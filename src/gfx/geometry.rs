// AttitudeWatch - Geometry kernel
//
// Pure helpers for polar offsets.  Products are truncated to i16; anything
// off-canvas is left to the draw target to clip.

use embedded_graphics::prelude::Point;

use super::GraphicsContext;

/// Move `(x, y)` by `distance` pixels in direction `angle` (radians, y down).
pub fn translate(x: i16, y: i16, angle: f32, distance: i16) -> (i16, i16) {
    let d = distance as f32;
    (
        x.wrapping_add((d * angle.cos()) as i16),
        y.wrapping_add((d * angle.sin()) as i16),
    )
}

fn point(xy: (i16, i16)) -> Point {
    Point::new(xy.0 as i32, xy.1 as i32)
}

/// Segment along `angle` from `start` to `start + length` pixels out of
/// `(sx, sy)`.
pub fn angled_line<G: GraphicsContext + ?Sized>(
    ctx: &mut G,
    angle: f32,
    sx: i16,
    sy: i16,
    start: i16,
    length: i16,
) {
    let from = translate(sx, sy, angle, start);
    let to = translate(sx, sy, angle, start.saturating_add(length));
    ctx.draw_line(point(from), point(to));
}

/// Segment of `length` along `angle`, starting `offset` pixels to the side
/// of `(sx, sy)` (measured along `angle + pi/2`).
pub fn angled_offset_line<G: GraphicsContext + ?Sized>(
    ctx: &mut G,
    angle: f32,
    sx: i16,
    sy: i16,
    length: i16,
    offset: i16,
) {
    let (ox, oy) = translate(sx, sy, angle + core::f32::consts::FRAC_PI_2, offset);
    angled_line(ctx, angle, ox, oy, 0, length);
}
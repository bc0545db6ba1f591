// AttitudeWatch - Attitude Deriver
//
// Maps the smoothed accelerometer triple to the two scalars the instrument
// draws from.  Roll comes from lateral acceleration only and az is reused as
// a pixel offset rather than a true pitch angle.

use core::f32::consts::PI;

use embedded_graphics::geometry::Size;

use crate::config::*;
use crate::filter::{self, Smoothed};
use crate::events::RawSample;

// ---------------------------------------------------------------------------
// Display parameters (fixed after window load)
// ---------------------------------------------------------------------------
#[derive(Debug, Clone, Copy, PartialEq, Eq)]
pub struct DisplayParams {
    pub center_x: i16,
    pub center_y: i16,
    pub diameter: u16,
    pub border_width: u16,
    pub sensitivity: u16,
}

impl DisplayParams {
    /// Centre the instrument on a canvas of `bounds`, with the stock tuning.
    pub fn new(bounds: Size) -> Self {
        Self::with_tuning(bounds, INSTRUMENT_DIAMETER, BORDER_WIDTH, PITCH_SENSITIVITY)
    }

    /// The diameter is capped to the `i16` range and the border to the
    /// radius, so `border_offset()` never goes negative.
    pub fn with_tuning(bounds: Size, diameter: u16, border_width: u16, sensitivity: u16) -> Self {
        let diameter = diameter.min(i16::MAX as u16);
        Self {
            center_x: (bounds.width / 2) as i16,
            center_y: (bounds.height / 2) as i16,
            diameter,
            border_width: border_width.min(diameter / 2),
            // A zero divisor would trap in the sample handler.
            sensitivity: sensitivity.max(1),
        }
    }

    pub fn radius(&self) -> i16 {
        (self.diameter / 2) as i16
    }

    /// Radius of the thin inner boundary circle; bezel marks start here.
    pub fn border_offset(&self) -> i16 {
        self.radius() - self.border_width as i16 + 1
    }
}

// ---------------------------------------------------------------------------
// Attitude
// ---------------------------------------------------------------------------
#[derive(Debug, Clone, Copy, Default, PartialEq)]
pub struct Attitude {
    pub ax: i16,
    pub ay: i16,
    pub az: i16,
    pub roll_rad: f32,
    pub pitch_px: i16,
}

impl Attitude {
    pub fn from_smoothed(s: Smoothed, sensitivity: u16) -> Self {
        Self {
            ax: s.ax,
            ay: s.ay,
            az: s.az,
            roll_rad: roll_degrees(s.ax) as f32 * PI / 180.0,
            pitch_px: pitch_offset(s.az, sensitivity),
        }
    }

    /// Fold one batch into the attitude.  Returns `false` (and leaves the
    /// attitude untouched) when the batch is empty.
    pub fn update(&mut self, batch: &[RawSample], sensitivity: u16) -> bool {
        match filter::aggregate(batch) {
            Some(s) => {
                *self = Self::from_smoothed(s, sensitivity);
                true
            }
            None => {
                log::trace!("Empty accelerometer batch skipped");
                false
            }
        }
    }

    pub fn roll_degrees(&self) -> i16 {
        roll_degrees(self.ax)
    }

    /// Screen row the horizon passes through at the instrument centre.
    pub fn horizon_y(&self, params: &DisplayParams) -> i16 {
        params.center_y.saturating_add(self.pitch_px)
    }
}

/// Negated so the screen rotates with the physical tilt.
pub fn roll_degrees(ax: i16) -> i16 {
    -(ax / ROLL_SCALE)
}

pub fn pitch_offset(az: i16, sensitivity: u16) -> i16 {
    (az as i32 / sensitivity.max(1) as i32) as i16
}
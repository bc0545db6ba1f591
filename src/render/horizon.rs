// AttitudeWatch - Horizon renderer
//
// The moving part of the instrument: horizon line, radial pitch rays and the
// pitch ladder, all rotated by roll about a point shifted by pitch.  Expects
// a white field and leaves the stroke colour black.

use core::f32::consts::PI;

use crate::attitude::{Attitude, DisplayParams};
use crate::gfx::geometry::{angled_line, angled_offset_line};
use crate::gfx::{Color, GraphicsContext};

/// Multiples of pi/6 off the horizon that get a radial ray.  The vertical
/// (k = 3) is left out.
const RAY_STEPS: [i16; 4] = [1, 2, 4, 5];

/// (offset, length) multipliers of the ladder bars drawn toward `roll + pi`.
const LADDER_REVERSE: [(i16, i16); 5] = [(-1, 1), (-2, 2), (1, 1), (2, 2), (-3, 3)];
/// (offset, length) multipliers of the ladder bars drawn toward `roll`.
const LADDER_FORWARD: [(i16, i16); 5] = [(1, 1), (2, 2), (3, 3), (-1, 1), (-2, 2)];

pub fn draw_horizon<G: GraphicsContext + ?Sized>(
    ctx: &mut G,
    params: &DisplayParams,
    attitude: &Attitude,
) {
    let angle = attitude.roll_rad;
    let cx = params.center_x;
    let cy = attitude.horizon_y(params);
    let reach = params.diameter as i16;

    ctx.set_stroke_color(Color::Black);

    ctx.set_stroke_width(2);
    angled_line(ctx, angle, cx, cy, 0, reach);
    angled_line(ctx, angle + PI, cx, cy, 0, reach);

    ctx.set_stroke_width(1);
    for k in RAY_STEPS {
        angled_line(ctx, angle + k as f32 * PI / 6.0, cx, cy, 0, reach);
    }

    let line_offset = (params.diameter / 8) as i16;
    let line_width = (params.diameter / 24) as i16;
    for (offset, length) in LADDER_REVERSE {
        angled_offset_line(ctx, angle + PI, cx, cy, length * line_width, offset * line_offset);
    }
    for (offset, length) in LADDER_FORWARD {
        angled_offset_line(ctx, angle, cx, cy, length * line_width, offset * line_offset);
    }
}
// AttitudeWatch - Text layer
//
// A single line of static text in a fixed frame, like the layer the button
// demo uses for its status line.

use embedded_graphics::primitives::Rectangle;
use embedded_graphics::text::Alignment;

use crate::gfx::{Color, GraphicsContext};

#[derive(Debug, Clone, PartialEq)]
pub struct TextLayer {
    frame: Rectangle,
    text: &'static str,
    alignment: Alignment,
}

impl TextLayer {
    pub fn new(frame: Rectangle) -> Self {
        Self {
            frame,
            text: "",
            alignment: Alignment::Left,
        }
    }

    pub fn frame(&self) -> Rectangle {
        self.frame
    }

    pub fn text(&self) -> &'static str {
        self.text
    }

    /// Returns `true` when the content actually changed.
    pub fn set_text(&mut self, text: &'static str) -> bool {
        let changed = self.text != text;
        self.text = text;
        changed
    }

    pub fn set_alignment(&mut self, alignment: Alignment) {
        self.alignment = alignment;
    }

    pub fn draw<G: GraphicsContext + ?Sized>(&self, ctx: &mut G) {
        if self.text.is_empty() {
            return;
        }
        ctx.set_stroke_color(Color::Black);
        ctx.draw_text(self.text, self.frame, self.alignment);
    }
}
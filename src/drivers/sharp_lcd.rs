// AttitudeWatch - Sharp Memory LCD Driver (LS013B7DH05, 144x168)
//
// The panel clocks data in LSB first; the SPI peripheral runs MSB first, so
// every byte is bit-reversed on the way out.  Chip select is active HIGH and
// driven by hand.  VCOM must be inverted periodically or the liquid crystal
// builds up a DC bias.

use esp_idf_hal::delay::Ets;
use esp_idf_hal::gpio::{AnyOutputPin, Output, PinDriver};
use esp_idf_hal::spi::{SpiDeviceDriver, SpiDriver};

use attitude_watch::config::*;
use attitude_watch::gfx::Framebuffer;

const CMD_WRITE: u8 = 0x01;
const CMD_VCOM: u8 = 0x02;
const CMD_CLEAR: u8 = 0x04;

pub struct SharpLcd {
    spi: SpiDeviceDriver<'static, SpiDriver<'static>>,
    cs: PinDriver<'static, AnyOutputPin, Output>,
    disp: PinDriver<'static, AnyOutputPin, Output>,
    vcom: bool,
    buf: Vec<u8>,
}

impl SharpLcd {
    pub fn new(
        spi: SpiDeviceDriver<'static, SpiDriver<'static>>,
        cs: PinDriver<'static, AnyOutputPin, Output>,
        disp: PinDriver<'static, AnyOutputPin, Output>,
    ) -> Self {
        Self {
            spi,
            cs,
            disp,
            vcom: false,
            // command + per line (address + data + trailer) + final trailer
            buf: Vec::with_capacity(2 + SCREEN_HEIGHT as usize * (LINE_BYTES + 2)),
        }
    }

    /// Power the panel on and blank it.
    pub fn init(&mut self) -> anyhow::Result<()> {
        self.cs.set_low()?;
        self.disp.set_high()?;
        self.clear()?;
        log::info!("Memory LCD initialised ({}x{})", SCREEN_WIDTH, SCREEN_HEIGHT);
        Ok(())
    }

    fn vcom_bit(&self) -> u8 {
        if self.vcom {
            CMD_VCOM
        } else {
            0
        }
    }

    fn transfer(&mut self, bytes: &[u8]) -> anyhow::Result<()> {
        self.cs.set_high()?;
        Ets::delay_us(3); // tsSCS
        let result = self.spi.write(bytes);
        Ets::delay_us(1); // thSCS
        self.cs.set_low()?;
        result?;
        Ok(())
    }

    pub fn clear(&mut self) -> anyhow::Result<()> {
        let cmd = [(CMD_CLEAR | self.vcom_bit()).reverse_bits(), 0];
        self.transfer(&cmd)
    }

    /// Flip VCOM with a display-mode command.  Call about once a second.
    pub fn toggle_vcom(&mut self) -> anyhow::Result<()> {
        self.vcom = !self.vcom;
        let cmd = [self.vcom_bit().reverse_bits(), 0];
        self.transfer(&cmd)
    }

    /// Write every line of `fb` in one transaction.
    pub fn flush(&mut self, fb: &Framebuffer) -> anyhow::Result<()> {
        let mut buf = core::mem::take(&mut self.buf);
        buf.clear();
        buf.push((CMD_WRITE | self.vcom_bit()).reverse_bits());
        for (y, row) in fb.rows().enumerate() {
            // Line addresses are 1-based.
            buf.push(((y + 1) as u8).reverse_bits());
            buf.extend(row.iter().map(|b| b.reverse_bits()));
            buf.push(0);
        }
        buf.push(0);

        let result = self.transfer(&buf);
        self.buf = buf;
        result
    }
}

● ● ● ●

◆ **WORK TO BE COMPLETED**:
Nothing but the lines above from the one containing "once a second." through the one containing "buf.push(((y + 1)" should appear in the answer, each repeated exactly.

◆ **ANSWER SECTION**:
    /// Flip VCOM with a display-mode command.  Call about once a second.
    pub fn toggle_vcom(&mut self) -> anyhow::Result<()> {
        self.vcom = !self.vcom;
        let cmd = [self.vcom_bit().reverse_bits(), 0];
        self.transfer(&cmd)
    }

    /// Write every line of `fb` in one transaction.
    pub fn flush(&mut self, fb: &Framebuffer) -> anyhow::Result<()> {
        let mut buf = core::mem::take(&mut self.buf);
        buf.clear();
        buf.push((CMD_WRITE | self.vcom_bit()).reverse_bits());
        for (y, row) in fb.rows().enumerate() {
            // Line addresses are 1-based.
            buf.push(((y + 1) as u8).reverse_bits());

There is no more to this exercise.